Als der Autoverkehr von der Fähre abebbt und ich die Richtungsänderungen nach den Industrieanlagen zum Meer einschlage, wird der Verkehr nicht geringer, sondern stärker. verwirrt Irgendwann ist Stau in Gegenrichtung. Wenig weiter dann auch Stau in Fahrtrichtung – nanu? – schwerer Unfall? – Am Straßenrand beginnen Gebäudestrecken – besser: zum Meer hin Mauern und zur anderen Seite Cafes, Restaurants usw. Von Nachtruhe allerdings keine Spur. Hinter den Mauern – immer wieder von riesigen Eingangsportalen wie von 5-Sterne-Hotels unterbrochen – verbergen sich schlichte Strandlidos, Bars oder Restaurants für italienische Touristen – es können eigentlich nur Italiener sein, die sich solcher Art kommerzieller Massenzüchtigung an Sonne und Meer ausliefern und noch Spaß daran haben. krank Nun ja, ich kenne ja schon einige „bagni e stabilimenti“-Kulturen, auch die weiter nördliche Küste bei Viareggio – aber hier ist alles noch ein Spur extremer – kein Durchblick zum Meer, ich kann nirgends einen Pfad zum Strand erkennen – der totale Ausverkauf der Natur für Erholungssuchende. schockiert

Phasenweise komme ich über einen Radweg besser voran – der ist aber nicht durchgehend. Gelegentliche Tifosi-Anfeuerung, wenn ich an den Autos vorbeifahre. schmunzel Immer mehr Volk – Oktoberfeststimmung à la Italia – Gaukler, Feuerschlucker, Stelzenläufer, midnight shopping, Feuerwerk – Jubel, Trubel, Heiterkeit, Essen, Trinken, Kitsch & more – Menschen mit leuchtenden Teufelshörnern – ausgerechnet bei den gottesfürchtigen Italienern! unsicher Wer auf der Fähre vielleicht wegen der Preise nicht essen möchte – hier kann man noch nach Mitternacht problemlos ein Menü ordern. Das korsische Moloch Bastia wirkt im Vergleich zu hier wie eine stille Oase. Ich sehne mich zurück nach der Macchia, nach korsischen Bergdörfern, nach stillen Kastanienwäldern, nach korsischen Gassen, die lebendig sind, aber nie im Lärm versinken. Ich ertappe mich spießig zu werden – ist dieser Trubel nicht Leben pur – das, was der Deutsche nicht so richtig kann? Oder bin ich doch nur ein alter Mann, der die Jugend nicht mehr sehen und hören will, weil sie ihm davon läuft? – Die Fragen bleiben offen – die Sehnsucht nach Ruhe bleibt auch.

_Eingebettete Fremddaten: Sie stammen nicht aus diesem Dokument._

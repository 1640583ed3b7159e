//! Mapping from workflow failures to HTTP responses.

use axum::http::StatusCode;
use axum::response::{IntoResponse, Response};
use axum::Json;
use serde_json::json;

use crate::sessions::WorkflowError;

/// HTTP-facing error wrapper; the body is `{"error": "<message>"}`.
#[derive(Debug)]
pub struct ApiError {
    pub status: StatusCode,
    pub message: String,
}

impl ApiError {
    pub fn new(status: StatusCode, message: impl Into<String>) -> Self {
        Self {
            status,
            message: message.into(),
        }
    }

    pub fn bad_request(message: impl Into<String>) -> Self {
        Self::new(StatusCode::BAD_REQUEST, message)
    }
}

impl IntoResponse for ApiError {
    fn into_response(self) -> Response {
        (self.status, Json(json!({ "error": self.message }))).into_response()
    }
}

impl From<WorkflowError> for ApiError {
    fn from(err: WorkflowError) -> Self {
        let status = match &err {
            // Configuration errors are the client's to fix.
            WorkflowError::Compile(_) => StatusCode::BAD_REQUEST,
            WorkflowError::DuplicateSession { .. } => StatusCode::CONFLICT,
            WorkflowError::SessionNotFound { .. } => StatusCode::NOT_FOUND,
            WorkflowError::NotImplemented { .. } => StatusCode::NOT_IMPLEMENTED,
            WorkflowError::Engine(_) => StatusCode::INTERNAL_SERVER_ERROR,
        };
        Self::new(status, err.to_string())
    }
}
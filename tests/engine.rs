//! Traversal engine behavior: arity routing, barriers, naming, ordering.

mod common;

use bytes::Bytes;
use common::*;

use paperflow::compiler::{BarrierTable, JoinBarrier};
use paperflow::engine::{EngineError, Traversal};
use paperflow::events::{ChannelEmitter, Event, NullEmitter};
use paperflow::model::{FileUnit, Payload};
use paperflow::operations::{OpKind, Operation};

async fn run_graph(
    transformer: &StubTransformer,
    graph: &[Operation],
    input: Payload,
) -> Result<Vec<FileUnit>, EngineError> {
    let mut barriers = BarrierTable::compile(graph).unwrap();
    Traversal::new(transformer, &mut barriers, &NullEmitter)
        .run(graph, input)
        .await
}

#[tokio::test]
async fn empty_graph_returns_input_unchanged() {
    let transformer = StubTransformer::new();
    let input = unit("doc.pdf", "original-bytes");
    let buffer = input.buffer.clone();

    let outputs = run_graph(&transformer, &[], Payload::Unit(input))
        .await
        .unwrap();

    assert_eq!(outputs.len(), 1);
    assert_eq!(outputs[0].file_name, "doc");
    assert_eq!(outputs[0].original_file_name, "doc.pdf");
    assert_eq!(outputs[0].buffer, buffer);
    assert!(transformer.calls().is_empty());
}

#[tokio::test]
async fn empty_graph_returns_batch_unchanged() {
    let transformer = StubTransformer::new();
    let input = vec![unit("a.pdf", "a"), unit("b.pdf", "b")];

    let outputs = run_graph(&transformer, &[], Payload::from_inputs(input))
        .await
        .unwrap();

    let names: Vec<_> = outputs.iter().map(|u| u.file_name.clone()).collect();
    assert_eq!(names, ["a", "b"]);
}

#[tokio::test]
async fn nested_unary_operations_accumulate_suffixes() {
    let transformer = StubTransformer::new();
    let graph = vec![rotate(90, vec![extract(vec![0, 2], vec![])])];

    let outputs = run_graph(&transformer, &graph, Payload::Unit(unit("doc.pdf", "doc")))
        .await
        .unwrap();

    assert_eq!(outputs.len(), 1);
    assert_eq!(outputs[0].download_name(), "doc_turned_extractedPages.pdf");
    assert_eq!(transformer.calls(), ["rotate", "extract"]);
}

#[tokio::test]
async fn rotating_twice_by_90_matches_one_180_rotation() {
    let twice = StubTransformer::new();
    let graph = vec![rotate(90, vec![rotate(90, vec![])])];
    let out_twice = run_graph(&twice, &graph, Payload::Unit(unit("doc.pdf", "doc")))
        .await
        .unwrap();

    let once = StubTransformer::new();
    let graph = vec![rotate(180, vec![])];
    let out_once = run_graph(&once, &graph, Payload::Unit(unit("doc.pdf", "doc")))
        .await
        .unwrap();

    assert_eq!(recorded_angle(&out_twice[0].buffer), 180);
    assert_eq!(
        recorded_angle(&out_twice[0].buffer),
        recorded_angle(&out_once[0].buffer)
    );
}

#[tokio::test]
async fn split_routes_the_whole_fragment_list_downstream() {
    // Five fragments flow to the child as one branch set, not unit by unit.
    let transformer = StubTransformer::new().with_split_fanout(5);
    let graph = vec![split(vec![1, 3], vec![rotate(90, vec![])])];

    let outputs = run_graph(&transformer, &graph, Payload::Unit(unit("doc.pdf", "doc")))
        .await
        .unwrap();

    assert_eq!(outputs.len(), 5);
    let names: Vec<_> = outputs.iter().map(|u| u.file_name.clone()).collect();
    assert_eq!(
        names,
        [
            "doc_split0_turned",
            "doc_split1_turned",
            "doc_split2_turned",
            "doc_split3_turned",
            "doc_split4_turned",
        ]
    );
    // One split call, then one rotate per fragment.
    assert_eq!(
        transformer.calls(),
        ["split", "rotate", "rotate", "rotate", "rotate", "rotate"]
    );
}

#[tokio::test]
async fn split_fragment_counts_are_conserved() {
    let transformer = StubTransformer::new();
    // Two cut points yield three fragments per unit; two units in, six out.
    let graph = vec![split(vec![1, 3], vec![])];
    let input = Payload::from_inputs(vec![unit("a.pdf", "a"), unit("b.pdf", "b")]);

    let outputs = run_graph(&transformer, &graph, input).await.unwrap();

    assert_eq!(outputs.len(), 6);
    assert_eq!(outputs[0].file_name, "a_split0");
    assert_eq!(outputs[3].file_name, "b_split0");
}

#[tokio::test]
async fn fan_out_reconverges_through_barrier_into_merge() {
    let transformer = StubTransformer::new().with_split_fanout(3);
    let graph = vec![split(
        vec![0, 1],
        vec![wait("barrier", vec![merge(vec![])])],
    )];

    let outputs = run_graph(&transformer, &graph, Payload::Unit(unit("doc.pdf", "doc")))
        .await
        .unwrap();

    // The barrier fired exactly once, with the split's full fan-out.
    assert_eq!(transformer.merge_calls.load(std::sync::atomic::Ordering::SeqCst), 1);
    assert_eq!(transformer.merge_input_sizes.lock().unwrap().as_slice(), [3]);
    assert_eq!(outputs.len(), 1);
    assert_eq!(
        outputs[0].file_name,
        "doc_split0_doc_split1_doc_split2_merged"
    );
}

#[tokio::test]
async fn two_branches_reconverge_exactly_once() {
    let transformer = StubTransformer::new();
    // Sibling branches arrive at the same barrier; the continuation lives
    // on the second wait node.
    let graph = vec![
        rotate(90, vec![wait("w", vec![])]),
        extract(vec![0], vec![wait("w", vec![merge(vec![])])]),
    ];

    let outputs = run_graph(&transformer, &graph, Payload::Unit(unit("doc.pdf", "doc")))
        .await
        .unwrap();

    assert_eq!(transformer.merge_calls.load(std::sync::atomic::Ordering::SeqCst), 1);
    assert_eq!(transformer.merge_input_sizes.lock().unwrap().as_slice(), [2]);
    assert_eq!(outputs.len(), 1);
    assert_eq!(outputs[0].file_name, "doc_turned_doc_extractedPages_merged");
}

#[tokio::test]
async fn barrier_arrival_after_firing_is_fatal() {
    // Hand-built table that under-counts: three wait nodes, count of two.
    let transformer = StubTransformer::new();
    let graph = vec![
        wait("w", vec![]),
        wait("w", vec![]),
        wait("w", vec![]),
    ];
    let mut barriers = BarrierTable::default();
    barriers.insert(JoinBarrier::with_state("w", 2, vec![]));

    let err = Traversal::new(&transformer, &mut barriers, &NullEmitter)
        .run(&graph, Payload::Unit(unit("doc.pdf", "doc")))
        .await
        .unwrap_err();

    assert!(matches!(err, EngineError::BarrierRefire { ref id } if id == "w"));
}

#[tokio::test]
async fn wait_without_continuation_flattens_into_output() {
    let transformer = StubTransformer::new();
    let graph = vec![
        rotate(90, vec![wait("w", vec![])]),
        rotate(180, vec![wait("w", vec![])]),
    ];

    let outputs = run_graph(&transformer, &graph, Payload::Unit(unit("doc.pdf", "doc")))
        .await
        .unwrap();

    assert_eq!(outputs.len(), 2);
}

#[tokio::test]
async fn missing_barrier_is_reported_not_panicked() {
    let transformer = StubTransformer::new();
    let graph = vec![wait("w", vec![])];
    // Deliberately empty table: the engine must fail, not fire blind.
    let mut barriers = BarrierTable::default();

    let err = Traversal::new(&transformer, &mut barriers, &NullEmitter)
        .run(&graph, Payload::Unit(unit("doc.pdf", "doc")))
        .await
        .unwrap_err();

    assert!(matches!(err, EngineError::UnknownBarrier { ref id } if id == "w"));
}

#[tokio::test]
async fn merge_flattens_an_already_batched_branch_set() {
    let transformer = StubTransformer::new();
    let graph = vec![merge(vec![])];
    let input = Payload::from_inputs(vec![
        unit("a.pdf", "a"),
        unit("b.pdf", "b"),
        unit("c.pdf", "c"),
    ]);

    let outputs = run_graph(&transformer, &graph, input).await.unwrap();

    assert_eq!(outputs.len(), 1);
    assert_eq!(outputs[0].file_name, "a_b_c_merged");
    assert_eq!(outputs[0].buffer, Bytes::from_static(b"a+b+c"));
    assert_eq!(outputs[0].original_file_name, "a.pdf");
}

#[tokio::test]
async fn merge_coerces_a_single_unit() {
    let transformer = StubTransformer::new();
    let graph = vec![merge(vec![])];

    let outputs = run_graph(&transformer, &graph, Payload::Unit(unit("solo.pdf", "s")))
        .await
        .unwrap();

    assert_eq!(outputs[0].file_name, "solo_merged");
    assert_eq!(transformer.merge_input_sizes.lock().unwrap().as_slice(), [1]);
}

#[tokio::test]
async fn collaborator_failure_aborts_the_whole_run() {
    let transformer = StubTransformer::new().failing_on("extract");
    let graph = vec![rotate(90, vec![extract(vec![0], vec![])])];

    let err = run_graph(&transformer, &graph, Payload::Unit(unit("doc.pdf", "doc")))
        .await
        .unwrap_err();

    assert!(matches!(err, EngineError::Transform(_)));
}

#[tokio::test]
async fn progress_events_precede_each_operation_in_order() {
    let transformer = StubTransformer::new();
    let graph = vec![rotate(
        90,
        vec![split(vec![0], vec![merge(vec![])])],
    )];
    let mut barriers = BarrierTable::compile(&graph).unwrap();
    let (emitter, rx) = ChannelEmitter::unbounded();

    Traversal::new(&transformer, &mut barriers, &emitter)
        .run(&graph, Payload::Unit(unit("doc.pdf", "doc")))
        .await
        .unwrap();
    drop(emitter);

    let events: Vec<Event> = rx.drain().collect();
    let messages: Vec<_> = events.iter().map(Event::message).collect();
    assert_eq!(
        messages,
        ["Starting: rotate", "Starting: split", "Starting: merge"]
    );
}

#[tokio::test]
async fn sibling_branches_each_get_their_own_copy() {
    let transformer = StubTransformer::new();
    // Both siblings start from the same input; mutations in one branch must
    // not leak into the other.
    let graph = vec![rotate(90, vec![]), rotate(180, vec![])];

    let outputs = run_graph(&transformer, &graph, Payload::Unit(unit("doc.pdf", "doc")))
        .await
        .unwrap();

    assert_eq!(outputs.len(), 2);
    assert_eq!(recorded_angle(&outputs[0].buffer), 90);
    assert_eq!(recorded_angle(&outputs[1].buffer), 180);
}

#[tokio::test]
async fn all_unary_operations_route_one_to_one() {
    let transformer = StubTransformer::new();
    let graph = vec![Operation::with_children(
        OpKind::Impose {
            nup: 4,
            format: "A4".into(),
        },
        vec![Operation::with_children(
            OpKind::EditMetadata {
                metadata: [("Title".to_string(), "Report".to_string())].into(),
            },
            vec![Operation::with_children(
                OpKind::Organize {
                    operation: "REVERSE_ORDER".into(),
                    custom_order: None,
                },
                vec![Operation::leaf(OpKind::RemoveBlankPages {
                    white_threshold: 10.0,
                })],
            )],
        )],
    )];

    let outputs = run_graph(&transformer, &graph, Payload::Unit(unit("doc.pdf", "doc")))
        .await
        .unwrap();

    assert_eq!(outputs.len(), 1);
    assert_eq!(
        outputs[0].file_name,
        "doc_imposed_editedMetadata_organized_blanksRemoved"
    );
    assert_eq!(
        transformer.calls(),
        ["impose", "editMetadata", "organize", "removeBlankPages"]
    );
}
use std::sync::Arc;

use miette::IntoDiagnostic;
use tokio::net::TcpListener;

use paperflow::server::{router, ServerConfig};
use paperflow::sessions::SessionManager;
use paperflow::telemetry;
use paperflow::transform::OpaqueTransformer;

#[tokio::main]
async fn main() -> miette::Result<()> {
    telemetry::init_tracing();

    let config = ServerConfig::from_env();
    let manager = SessionManager::new(Arc::new(OpaqueTransformer::new()));

    // Unfetched results expire; keep the registry from growing unbounded.
    let sweeper = Arc::clone(&manager);
    let result_ttl = config.result_ttl;
    tokio::spawn(async move {
        let mut tick = tokio::time::interval(std::time::Duration::from_secs(300));
        tick.tick().await;
        loop {
            tick.tick().await;
            sweeper.sweep_expired(result_ttl);
        }
    });

    let app = router(manager);

    let addr = config.socket_addr();
    let listener = TcpListener::bind(addr).await.into_diagnostic()?;
    tracing::info!(%addr, "serving workflow API");
    axum::serve(listener, app.into_make_service())
        .with_graceful_shutdown(shutdown_signal())
        .await
        .into_diagnostic()?;
    Ok(())
}

async fn shutdown_signal() {
    if let Err(err) = tokio::signal::ctrl_c().await {
        tracing::error!(error = %err, "failed to listen for shutdown signal");
    }
    tracing::info!("shutting down");
}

Ausgangs Tirrénia – oder heißt der Ort hier schlicht Lido? – liegt ein Camping unmittelbar an der Straße. Der Nachtportier gewährt mir Einlass gegen Hinterlegung des Ausweises und bittet mich um leisen Zeltaufbau. – Ha! Leise, hier in dieser Umgebung? – Zwar ist es etwas ruhiger, es dringt aber noch genügend Geschnatter und Verkehrslärm über die Mauern. Die Feststimmung ebbt irgendwann gegen 3 Uhr nachts ab. Für Zelte gibt es nur versandete Plätze – sehr unschön, kaum möglich zu verhindern, dass Sand ins Zelt gerät, Heringe hlten auch nicht recht. Die Sanitäranlage sind zwar okay – aber wer möchte hier schon Urlaub machen? – Viele offenbar, der Platz quillt aus allen Nähten. Von der Campingkasernierung geht es dann tagsüber über die Straße zur Strandkasernierung. krank

Nur ganz gegen Ende an der Route nach Marina di Pisa gibt es einen kleinen freien Blick aufs Meer – alles andere ist zugemauert. Wer abends feiert ist morgens müde – so sind die Straßen leer, nur eine paar Jogger unterwegs. „Na, es kommt ja noch der Arno – schöne Flusslandschaft“, denke ich. Der Gedanke ist zwar nicht ganz falsch, doch auch hier kein Zugang zum Fluss. Es reihen sich Bootswerften und Yachtclubs so aneinander, dass auch Zugang und Sicht zum Arno weitgehend versperrt bleiben. Ins Land hinein immerhin schon ein wenig Toskana: Sonnenblumenfelder, erdbraune Landhäuser dazwischen. Bald ist aber Pisa in Sicht, mein Weg führt gleich zum Bahnhof (ich war 2002 mal in Pisa samt Schiefer Turm), die Wartezeit ist nicht sehr lang, Ticket am Schalter ohne Probleme – ebenso die Radmitnahme im Regionalzug.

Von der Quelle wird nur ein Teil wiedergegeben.